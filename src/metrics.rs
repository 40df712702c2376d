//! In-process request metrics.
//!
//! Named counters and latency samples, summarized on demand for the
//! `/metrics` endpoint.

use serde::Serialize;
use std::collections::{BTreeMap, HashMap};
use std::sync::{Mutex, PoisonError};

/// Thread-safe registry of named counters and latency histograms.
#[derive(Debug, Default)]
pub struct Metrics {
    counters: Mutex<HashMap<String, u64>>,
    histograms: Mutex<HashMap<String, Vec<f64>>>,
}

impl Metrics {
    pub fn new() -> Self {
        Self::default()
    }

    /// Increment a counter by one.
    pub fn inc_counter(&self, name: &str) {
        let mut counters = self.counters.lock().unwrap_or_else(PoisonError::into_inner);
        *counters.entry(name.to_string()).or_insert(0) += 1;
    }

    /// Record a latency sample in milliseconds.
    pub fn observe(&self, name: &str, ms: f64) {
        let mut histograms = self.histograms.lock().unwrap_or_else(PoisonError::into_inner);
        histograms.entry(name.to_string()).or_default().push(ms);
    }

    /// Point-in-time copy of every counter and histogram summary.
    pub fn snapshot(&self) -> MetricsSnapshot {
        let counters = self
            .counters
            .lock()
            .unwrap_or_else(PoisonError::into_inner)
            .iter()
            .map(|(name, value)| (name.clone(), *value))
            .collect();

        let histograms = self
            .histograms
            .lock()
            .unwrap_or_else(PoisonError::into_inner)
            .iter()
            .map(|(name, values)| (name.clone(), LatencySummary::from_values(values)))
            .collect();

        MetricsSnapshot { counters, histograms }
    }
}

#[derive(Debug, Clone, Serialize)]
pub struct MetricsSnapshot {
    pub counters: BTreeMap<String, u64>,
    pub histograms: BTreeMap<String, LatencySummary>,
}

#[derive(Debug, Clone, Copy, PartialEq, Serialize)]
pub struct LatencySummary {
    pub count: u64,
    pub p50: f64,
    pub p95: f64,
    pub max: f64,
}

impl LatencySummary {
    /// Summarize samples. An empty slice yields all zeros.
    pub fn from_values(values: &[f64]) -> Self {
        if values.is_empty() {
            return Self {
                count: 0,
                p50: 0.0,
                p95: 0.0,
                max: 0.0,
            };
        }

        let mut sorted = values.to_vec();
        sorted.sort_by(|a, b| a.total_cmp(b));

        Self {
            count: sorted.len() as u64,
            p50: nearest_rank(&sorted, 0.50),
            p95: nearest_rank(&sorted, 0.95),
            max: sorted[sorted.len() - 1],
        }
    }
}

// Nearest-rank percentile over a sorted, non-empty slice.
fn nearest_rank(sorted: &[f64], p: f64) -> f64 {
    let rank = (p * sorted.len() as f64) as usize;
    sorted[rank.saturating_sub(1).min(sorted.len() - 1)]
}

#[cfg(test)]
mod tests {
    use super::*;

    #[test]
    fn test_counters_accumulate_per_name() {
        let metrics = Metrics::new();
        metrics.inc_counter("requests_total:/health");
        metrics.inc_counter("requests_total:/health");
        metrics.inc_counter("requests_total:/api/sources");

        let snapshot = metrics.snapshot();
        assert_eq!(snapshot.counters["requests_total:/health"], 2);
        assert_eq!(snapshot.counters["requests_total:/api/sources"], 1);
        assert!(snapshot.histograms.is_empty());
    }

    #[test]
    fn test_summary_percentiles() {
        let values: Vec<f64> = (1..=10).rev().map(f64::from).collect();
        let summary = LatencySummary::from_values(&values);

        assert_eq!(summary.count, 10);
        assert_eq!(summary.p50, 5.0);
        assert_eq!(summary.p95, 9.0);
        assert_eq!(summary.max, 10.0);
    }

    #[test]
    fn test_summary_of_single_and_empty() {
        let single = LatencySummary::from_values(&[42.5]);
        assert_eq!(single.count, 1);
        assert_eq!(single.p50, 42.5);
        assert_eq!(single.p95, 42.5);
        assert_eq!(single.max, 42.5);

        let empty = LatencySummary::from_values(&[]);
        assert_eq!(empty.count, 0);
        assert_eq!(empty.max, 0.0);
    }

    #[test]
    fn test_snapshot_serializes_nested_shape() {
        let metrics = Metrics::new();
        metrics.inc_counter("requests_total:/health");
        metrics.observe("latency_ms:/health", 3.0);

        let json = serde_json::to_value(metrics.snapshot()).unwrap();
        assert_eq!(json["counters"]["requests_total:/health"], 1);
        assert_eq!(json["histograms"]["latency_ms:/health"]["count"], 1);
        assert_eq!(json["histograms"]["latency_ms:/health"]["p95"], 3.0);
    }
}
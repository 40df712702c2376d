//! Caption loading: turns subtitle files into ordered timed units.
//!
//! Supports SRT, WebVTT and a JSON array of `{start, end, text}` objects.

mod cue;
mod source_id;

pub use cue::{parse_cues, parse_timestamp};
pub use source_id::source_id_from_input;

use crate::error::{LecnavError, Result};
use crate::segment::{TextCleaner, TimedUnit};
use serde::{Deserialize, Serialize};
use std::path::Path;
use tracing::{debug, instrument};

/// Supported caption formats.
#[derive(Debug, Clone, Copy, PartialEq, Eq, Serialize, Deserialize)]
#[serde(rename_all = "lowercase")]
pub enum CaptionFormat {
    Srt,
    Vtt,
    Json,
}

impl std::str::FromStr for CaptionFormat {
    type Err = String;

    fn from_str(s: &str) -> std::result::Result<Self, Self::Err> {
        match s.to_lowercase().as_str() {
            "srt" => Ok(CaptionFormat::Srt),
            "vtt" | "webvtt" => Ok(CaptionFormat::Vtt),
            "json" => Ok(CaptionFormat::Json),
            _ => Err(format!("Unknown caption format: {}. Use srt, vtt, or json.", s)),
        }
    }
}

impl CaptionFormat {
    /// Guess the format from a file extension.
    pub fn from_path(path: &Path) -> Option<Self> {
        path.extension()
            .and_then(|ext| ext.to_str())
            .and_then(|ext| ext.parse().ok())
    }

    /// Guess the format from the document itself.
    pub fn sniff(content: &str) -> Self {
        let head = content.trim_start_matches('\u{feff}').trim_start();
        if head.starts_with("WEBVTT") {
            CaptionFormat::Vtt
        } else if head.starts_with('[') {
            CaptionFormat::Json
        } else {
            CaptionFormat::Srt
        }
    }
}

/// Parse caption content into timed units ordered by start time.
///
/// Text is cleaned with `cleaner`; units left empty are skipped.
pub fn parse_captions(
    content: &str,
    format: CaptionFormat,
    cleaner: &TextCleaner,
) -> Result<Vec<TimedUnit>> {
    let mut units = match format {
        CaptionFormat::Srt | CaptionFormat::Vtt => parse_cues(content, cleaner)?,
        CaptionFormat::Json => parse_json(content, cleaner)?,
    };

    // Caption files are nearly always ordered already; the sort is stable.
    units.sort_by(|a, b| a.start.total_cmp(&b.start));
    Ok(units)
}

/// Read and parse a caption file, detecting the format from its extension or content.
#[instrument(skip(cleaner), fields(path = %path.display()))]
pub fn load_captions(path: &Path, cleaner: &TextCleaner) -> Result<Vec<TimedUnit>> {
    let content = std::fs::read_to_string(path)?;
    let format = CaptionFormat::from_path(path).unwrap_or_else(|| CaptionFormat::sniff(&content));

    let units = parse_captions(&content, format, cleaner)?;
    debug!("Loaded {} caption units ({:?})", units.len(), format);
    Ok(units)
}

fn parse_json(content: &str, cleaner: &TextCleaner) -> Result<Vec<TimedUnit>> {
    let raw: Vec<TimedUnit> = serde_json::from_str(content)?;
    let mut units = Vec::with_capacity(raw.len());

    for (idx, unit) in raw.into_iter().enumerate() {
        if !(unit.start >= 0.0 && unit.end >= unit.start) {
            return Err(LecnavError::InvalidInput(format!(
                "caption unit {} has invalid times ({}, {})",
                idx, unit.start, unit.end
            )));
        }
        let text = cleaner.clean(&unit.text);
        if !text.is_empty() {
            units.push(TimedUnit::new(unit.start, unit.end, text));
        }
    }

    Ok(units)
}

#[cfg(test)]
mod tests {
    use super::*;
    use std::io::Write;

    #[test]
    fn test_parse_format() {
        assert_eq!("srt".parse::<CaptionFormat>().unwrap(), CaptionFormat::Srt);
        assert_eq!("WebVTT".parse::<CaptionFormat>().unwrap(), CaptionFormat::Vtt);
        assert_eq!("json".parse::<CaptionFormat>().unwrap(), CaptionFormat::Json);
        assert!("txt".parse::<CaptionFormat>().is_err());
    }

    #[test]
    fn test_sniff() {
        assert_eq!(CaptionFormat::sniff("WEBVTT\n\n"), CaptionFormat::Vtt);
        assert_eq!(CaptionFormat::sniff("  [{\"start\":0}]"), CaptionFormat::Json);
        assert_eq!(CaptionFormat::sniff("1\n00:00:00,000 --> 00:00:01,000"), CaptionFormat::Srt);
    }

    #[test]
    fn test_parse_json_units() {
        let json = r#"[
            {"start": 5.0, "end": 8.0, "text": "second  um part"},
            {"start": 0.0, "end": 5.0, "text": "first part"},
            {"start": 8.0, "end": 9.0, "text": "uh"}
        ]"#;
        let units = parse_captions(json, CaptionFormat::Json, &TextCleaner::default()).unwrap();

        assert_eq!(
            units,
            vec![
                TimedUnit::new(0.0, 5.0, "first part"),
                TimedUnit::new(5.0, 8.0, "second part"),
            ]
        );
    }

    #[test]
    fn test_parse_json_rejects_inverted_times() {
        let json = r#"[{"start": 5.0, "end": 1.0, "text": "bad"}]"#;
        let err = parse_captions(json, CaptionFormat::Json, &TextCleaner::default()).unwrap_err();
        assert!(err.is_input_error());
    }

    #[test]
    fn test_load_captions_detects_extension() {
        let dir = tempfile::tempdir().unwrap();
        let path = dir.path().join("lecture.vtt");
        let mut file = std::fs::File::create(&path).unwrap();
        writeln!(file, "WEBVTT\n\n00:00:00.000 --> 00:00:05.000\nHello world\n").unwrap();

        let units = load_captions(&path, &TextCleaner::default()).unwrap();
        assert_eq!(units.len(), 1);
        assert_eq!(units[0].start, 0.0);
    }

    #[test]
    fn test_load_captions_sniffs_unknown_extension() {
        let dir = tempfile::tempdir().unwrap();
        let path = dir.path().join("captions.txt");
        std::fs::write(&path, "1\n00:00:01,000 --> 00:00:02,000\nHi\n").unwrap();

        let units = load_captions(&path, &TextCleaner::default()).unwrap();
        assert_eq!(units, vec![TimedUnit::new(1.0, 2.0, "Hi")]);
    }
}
○ ○ ○
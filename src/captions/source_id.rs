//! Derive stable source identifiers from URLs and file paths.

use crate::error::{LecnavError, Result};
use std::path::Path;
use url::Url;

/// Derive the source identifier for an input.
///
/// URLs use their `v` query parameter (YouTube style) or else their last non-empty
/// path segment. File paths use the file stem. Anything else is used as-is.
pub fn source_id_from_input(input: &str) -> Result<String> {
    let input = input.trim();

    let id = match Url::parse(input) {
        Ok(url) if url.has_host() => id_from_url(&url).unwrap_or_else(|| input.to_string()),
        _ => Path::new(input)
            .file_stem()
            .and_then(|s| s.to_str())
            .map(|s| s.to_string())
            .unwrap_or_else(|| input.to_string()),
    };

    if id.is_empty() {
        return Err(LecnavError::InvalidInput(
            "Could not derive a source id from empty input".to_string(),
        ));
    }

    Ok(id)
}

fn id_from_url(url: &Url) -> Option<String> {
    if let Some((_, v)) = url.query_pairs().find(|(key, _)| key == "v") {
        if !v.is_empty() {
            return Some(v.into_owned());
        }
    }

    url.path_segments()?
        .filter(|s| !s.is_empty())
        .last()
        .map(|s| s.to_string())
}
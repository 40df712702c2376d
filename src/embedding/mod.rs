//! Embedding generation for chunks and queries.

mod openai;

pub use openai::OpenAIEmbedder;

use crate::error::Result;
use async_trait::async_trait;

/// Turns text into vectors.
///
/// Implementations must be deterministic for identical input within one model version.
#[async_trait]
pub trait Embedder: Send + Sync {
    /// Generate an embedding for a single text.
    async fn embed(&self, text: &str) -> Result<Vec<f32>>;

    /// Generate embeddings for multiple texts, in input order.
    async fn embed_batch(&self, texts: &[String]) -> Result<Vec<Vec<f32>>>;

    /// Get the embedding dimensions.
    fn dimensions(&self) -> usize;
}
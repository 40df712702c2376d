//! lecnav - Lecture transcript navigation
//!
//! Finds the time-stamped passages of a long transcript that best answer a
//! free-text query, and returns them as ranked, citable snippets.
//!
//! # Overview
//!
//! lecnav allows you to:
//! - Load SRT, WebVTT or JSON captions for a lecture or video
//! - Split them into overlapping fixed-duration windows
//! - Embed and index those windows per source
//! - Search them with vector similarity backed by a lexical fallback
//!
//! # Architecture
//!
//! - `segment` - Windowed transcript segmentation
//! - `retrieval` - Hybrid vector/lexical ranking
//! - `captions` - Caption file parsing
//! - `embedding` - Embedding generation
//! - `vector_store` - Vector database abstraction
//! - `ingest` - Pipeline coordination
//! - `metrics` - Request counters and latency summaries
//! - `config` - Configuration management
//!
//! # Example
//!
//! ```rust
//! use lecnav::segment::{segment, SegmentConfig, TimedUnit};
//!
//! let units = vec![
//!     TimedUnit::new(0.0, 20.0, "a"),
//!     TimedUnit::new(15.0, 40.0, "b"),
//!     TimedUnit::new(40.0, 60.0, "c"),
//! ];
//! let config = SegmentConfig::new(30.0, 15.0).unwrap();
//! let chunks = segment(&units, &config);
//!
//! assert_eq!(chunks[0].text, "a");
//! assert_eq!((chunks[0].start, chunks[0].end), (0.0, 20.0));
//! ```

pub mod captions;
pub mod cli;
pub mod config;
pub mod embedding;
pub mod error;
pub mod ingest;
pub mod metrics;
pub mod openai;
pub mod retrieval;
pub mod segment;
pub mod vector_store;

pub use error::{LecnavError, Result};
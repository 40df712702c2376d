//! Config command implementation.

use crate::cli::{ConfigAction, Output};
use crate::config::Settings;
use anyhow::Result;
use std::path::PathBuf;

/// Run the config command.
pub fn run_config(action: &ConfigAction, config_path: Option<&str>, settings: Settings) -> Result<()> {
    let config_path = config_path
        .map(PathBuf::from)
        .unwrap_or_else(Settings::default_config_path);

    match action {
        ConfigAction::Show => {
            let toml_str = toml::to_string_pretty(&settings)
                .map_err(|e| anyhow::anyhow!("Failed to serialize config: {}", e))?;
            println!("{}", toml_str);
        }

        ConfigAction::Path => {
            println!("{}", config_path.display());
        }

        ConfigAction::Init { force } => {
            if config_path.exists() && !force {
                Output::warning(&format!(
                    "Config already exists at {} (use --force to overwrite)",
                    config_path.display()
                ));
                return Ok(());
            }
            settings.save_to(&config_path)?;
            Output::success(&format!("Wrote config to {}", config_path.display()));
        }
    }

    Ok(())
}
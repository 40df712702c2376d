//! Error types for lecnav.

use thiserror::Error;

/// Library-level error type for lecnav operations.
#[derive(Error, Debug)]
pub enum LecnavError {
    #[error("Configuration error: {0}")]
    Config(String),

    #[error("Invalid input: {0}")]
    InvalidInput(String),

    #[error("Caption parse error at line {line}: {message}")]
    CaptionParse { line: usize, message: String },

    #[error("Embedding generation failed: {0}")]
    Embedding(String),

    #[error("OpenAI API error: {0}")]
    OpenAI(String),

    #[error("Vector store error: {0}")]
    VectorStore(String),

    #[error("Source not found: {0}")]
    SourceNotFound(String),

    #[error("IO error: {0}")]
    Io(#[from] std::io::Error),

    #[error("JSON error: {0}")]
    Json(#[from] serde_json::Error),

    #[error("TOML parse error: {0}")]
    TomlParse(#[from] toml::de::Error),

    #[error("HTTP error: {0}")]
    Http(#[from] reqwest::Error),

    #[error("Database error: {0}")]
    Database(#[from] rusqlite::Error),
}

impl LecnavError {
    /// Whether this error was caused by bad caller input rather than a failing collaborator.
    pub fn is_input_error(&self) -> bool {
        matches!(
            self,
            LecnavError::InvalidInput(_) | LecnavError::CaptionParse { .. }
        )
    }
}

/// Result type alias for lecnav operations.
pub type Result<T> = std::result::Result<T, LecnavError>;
○ ○ ○
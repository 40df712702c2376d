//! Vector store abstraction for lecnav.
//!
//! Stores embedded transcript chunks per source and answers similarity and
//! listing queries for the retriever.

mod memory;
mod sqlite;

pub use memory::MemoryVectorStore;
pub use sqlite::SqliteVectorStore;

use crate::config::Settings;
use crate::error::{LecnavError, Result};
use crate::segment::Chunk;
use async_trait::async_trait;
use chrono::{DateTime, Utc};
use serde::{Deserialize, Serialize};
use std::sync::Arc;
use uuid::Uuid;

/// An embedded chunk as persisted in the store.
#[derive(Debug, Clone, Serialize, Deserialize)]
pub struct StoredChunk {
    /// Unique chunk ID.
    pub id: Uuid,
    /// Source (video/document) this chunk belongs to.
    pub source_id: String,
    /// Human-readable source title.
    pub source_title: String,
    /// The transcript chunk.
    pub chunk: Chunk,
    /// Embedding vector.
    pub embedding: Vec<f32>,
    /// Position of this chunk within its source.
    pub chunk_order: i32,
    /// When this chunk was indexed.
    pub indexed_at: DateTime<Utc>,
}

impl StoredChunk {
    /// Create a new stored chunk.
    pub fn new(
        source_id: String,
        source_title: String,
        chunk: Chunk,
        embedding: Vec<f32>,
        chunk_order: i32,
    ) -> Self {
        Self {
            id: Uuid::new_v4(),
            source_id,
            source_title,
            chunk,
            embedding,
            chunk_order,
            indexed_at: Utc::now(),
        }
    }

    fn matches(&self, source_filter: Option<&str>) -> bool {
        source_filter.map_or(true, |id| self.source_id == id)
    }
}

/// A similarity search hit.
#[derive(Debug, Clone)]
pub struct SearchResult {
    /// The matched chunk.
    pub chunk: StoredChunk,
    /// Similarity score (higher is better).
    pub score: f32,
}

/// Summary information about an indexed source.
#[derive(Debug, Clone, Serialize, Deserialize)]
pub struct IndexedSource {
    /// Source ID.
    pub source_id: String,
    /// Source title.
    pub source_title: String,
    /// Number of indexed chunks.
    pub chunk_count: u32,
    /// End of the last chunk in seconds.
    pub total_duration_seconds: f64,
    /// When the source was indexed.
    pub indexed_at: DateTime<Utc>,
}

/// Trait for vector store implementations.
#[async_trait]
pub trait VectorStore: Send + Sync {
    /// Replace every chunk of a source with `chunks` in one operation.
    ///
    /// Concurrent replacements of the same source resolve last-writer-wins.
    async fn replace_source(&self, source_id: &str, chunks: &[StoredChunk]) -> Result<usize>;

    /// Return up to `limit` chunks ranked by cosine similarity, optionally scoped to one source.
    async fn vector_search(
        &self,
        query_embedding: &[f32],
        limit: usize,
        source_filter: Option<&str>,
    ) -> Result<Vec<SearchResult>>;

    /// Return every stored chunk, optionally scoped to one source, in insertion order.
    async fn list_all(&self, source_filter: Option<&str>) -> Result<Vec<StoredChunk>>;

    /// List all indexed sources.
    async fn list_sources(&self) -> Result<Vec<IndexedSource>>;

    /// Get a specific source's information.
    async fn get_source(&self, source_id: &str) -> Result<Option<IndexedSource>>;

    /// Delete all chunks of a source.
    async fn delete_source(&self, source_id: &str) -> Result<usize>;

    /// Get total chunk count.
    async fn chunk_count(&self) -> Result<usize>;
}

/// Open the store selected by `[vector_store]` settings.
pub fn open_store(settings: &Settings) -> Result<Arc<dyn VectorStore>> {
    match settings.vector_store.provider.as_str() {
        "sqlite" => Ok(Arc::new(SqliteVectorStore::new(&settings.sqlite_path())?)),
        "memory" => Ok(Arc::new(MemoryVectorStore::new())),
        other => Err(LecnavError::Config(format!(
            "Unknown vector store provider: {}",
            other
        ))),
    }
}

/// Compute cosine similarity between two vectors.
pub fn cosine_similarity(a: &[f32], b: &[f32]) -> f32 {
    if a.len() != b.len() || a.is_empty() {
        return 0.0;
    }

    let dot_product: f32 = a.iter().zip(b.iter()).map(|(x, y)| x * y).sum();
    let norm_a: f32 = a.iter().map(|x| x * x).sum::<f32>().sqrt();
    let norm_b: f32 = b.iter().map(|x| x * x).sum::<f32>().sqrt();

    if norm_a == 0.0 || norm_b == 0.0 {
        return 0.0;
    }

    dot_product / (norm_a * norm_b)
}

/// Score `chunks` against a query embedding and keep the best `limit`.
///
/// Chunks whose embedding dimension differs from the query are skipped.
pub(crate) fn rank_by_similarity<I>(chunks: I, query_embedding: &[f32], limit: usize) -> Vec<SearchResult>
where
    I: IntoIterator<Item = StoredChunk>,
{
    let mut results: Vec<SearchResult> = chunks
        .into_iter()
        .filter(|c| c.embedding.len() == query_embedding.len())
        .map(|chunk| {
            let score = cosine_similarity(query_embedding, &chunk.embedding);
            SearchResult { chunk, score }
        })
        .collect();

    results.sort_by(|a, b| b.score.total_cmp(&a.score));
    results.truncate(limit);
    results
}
○ ○ ○
- **EXERCISE GOAL**: How many of the lines above hold the word "Mutex"? State that number and nothing else.

- **TASK RESULT**: 3